PROBLEM
Reproduce the data below word for word.

═══ INFORMATION ═══

use crate::session::PaletteColor;
use crate::timeline::{HoverPreview, TimelineState};

/// One rendered chat row.
#[derive(Debug, Clone, PartialEq, Eq)]
pub struct ChatLine {
    pub author: String,
    pub text: String,
    pub color: Option<PaletteColor>,
    pub system: bool,
    pub timestamp: String,
}

/// One rendered roster row.
#[derive(Debug, Clone, PartialEq, Eq)]
pub struct RosterLine {
    pub name: String,
    pub color: Option<PaletteColor>,
    pub is_local: bool,
}

/// Everything the renderer needs, published over a watch channel by the
/// session loop.
#[derive(Debug, Clone, Default)]
pub struct UiData {
    pub room: String,
    pub feed_connected: bool,
    pub chat_connected: bool,
    /// At least one state frame has arrived; before that the OSD shows the
    /// idle tape label.
    pub feed_seen: bool,
    pub timeline: TimelineState,
    pub caption: String,
    pub hover: Option<HoverPreview>,
    pub participants: Vec<RosterLine>,
    pub chat: Vec<ChatLine>,
    pub input: String,
    pub talk_engaged: bool,
    pub talk_blocked: bool,
    pub no_color: bool,
}

/// Snapshot handed to the render task.
#[derive(Debug, Clone, Default)]
pub struct UiRenderData {
    pub room: String,
    pub feed_connected: bool,
    pub chat_connected: bool,
    pub feed_seen: bool,
    pub timeline: TimelineState,
    pub caption: String,
    pub hover: Option<HoverPreview>,
    pub participants: Vec<RosterLine>,
    pub chat: Vec<ChatLine>,
    pub input: String,
    pub talk_engaged: bool,
    pub talk_blocked: bool,
    pub no_color: bool,
}

impl From<&UiData> for UiRenderData {
    fn from(data: &UiData) -> Self {
        Self {
            room: data.room.clone(),
            feed_connected: data.feed_connected,
            chat_connected: data.chat_connected,
            feed_seen: data.feed_seen,
            timeline: data.timeline.clone(),
            caption: data.caption.clone(),
            hover: data.hover,
            participants: data.participants.clone(),
            chat: data.chat.clone(),
            input: data.input.clone(),
            talk_engaged: data.talk_engaged,
            talk_blocked: data.talk_blocked,
            no_color: data.no_color,
        }
    }
}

═══

SOLUTION
use crate::session::PaletteColor;
use crate::timeline::{HoverPreview, TimelineState};

/// One rendered chat row.
#[derive(Debug, Clone, PartialEq, Eq)]
pub struct ChatLine {
    pub author: String,
    pub text: String,
    pub color: Option<PaletteColor>,
    pub system: bool,
    pub timestamp: String,
}

/// One rendered roster row.
#[derive(Debug, Clone, PartialEq, Eq)]
pub struct RosterLine {
    pub name: String,
    pub color: Option<PaletteColor>,
    pub is_local: bool,
}

/// Everything the renderer needs, published over a watch channel by the
/// session loop.
#[derive(Debug, Clone, Default)]
pub struct UiData {
    pub room: String,
    pub feed_connected: bool,
    pub chat_connected: bool,
    /// At least one state frame has arrived; before that the OSD shows the
    /// idle tape label.
    pub feed_seen: bool,
    pub timeline: TimelineState,
    pub caption: String,
    pub hover: Option<HoverPreview>,
    pub participants: Vec<RosterLine>,
    pub chat: Vec<ChatLine>,
    pub input: String,
    pub talk_engaged: bool,
    pub talk_blocked: bool,
    pub no_color: bool,
}

/// Snapshot handed to the render task.
#[derive(Debug, Clone, Default)]
pub struct UiRenderData {
    pub room: String,
    pub feed_connected: bool,
    pub chat_connected: bool,
    pub feed_seen: bool,
    pub timeline: TimelineState,
    pub caption: String,
    pub hover: Option<HoverPreview>,
    pub participants: Vec<RosterLine>,
    pub chat: Vec<ChatLine>,
    pub input: String,
    pub talk_engaged: bool,
    pub talk_blocked: bool,
    pub no_color: bool,
}

impl From<&UiData> for UiRenderData {
    fn from(data: &UiData) -> Self {
        Self {
            room: data.room.clone(),
            feed_connected: data.feed_connected,
            chat_connected: data.chat_connected,
            feed_seen: data.feed_seen,
            timeline: data.timeline.clone(),
            caption: data.caption.clone(),
            hover: data.hover,
            participants: data.participants.clone(),
            chat: data.chat.clone(),
            input: data.input.clone(),
            talk_engaged: data.talk_engaged,
            talk_blocked: data.talk_blocked,
            no_color: data.no_color,
        }
    }
}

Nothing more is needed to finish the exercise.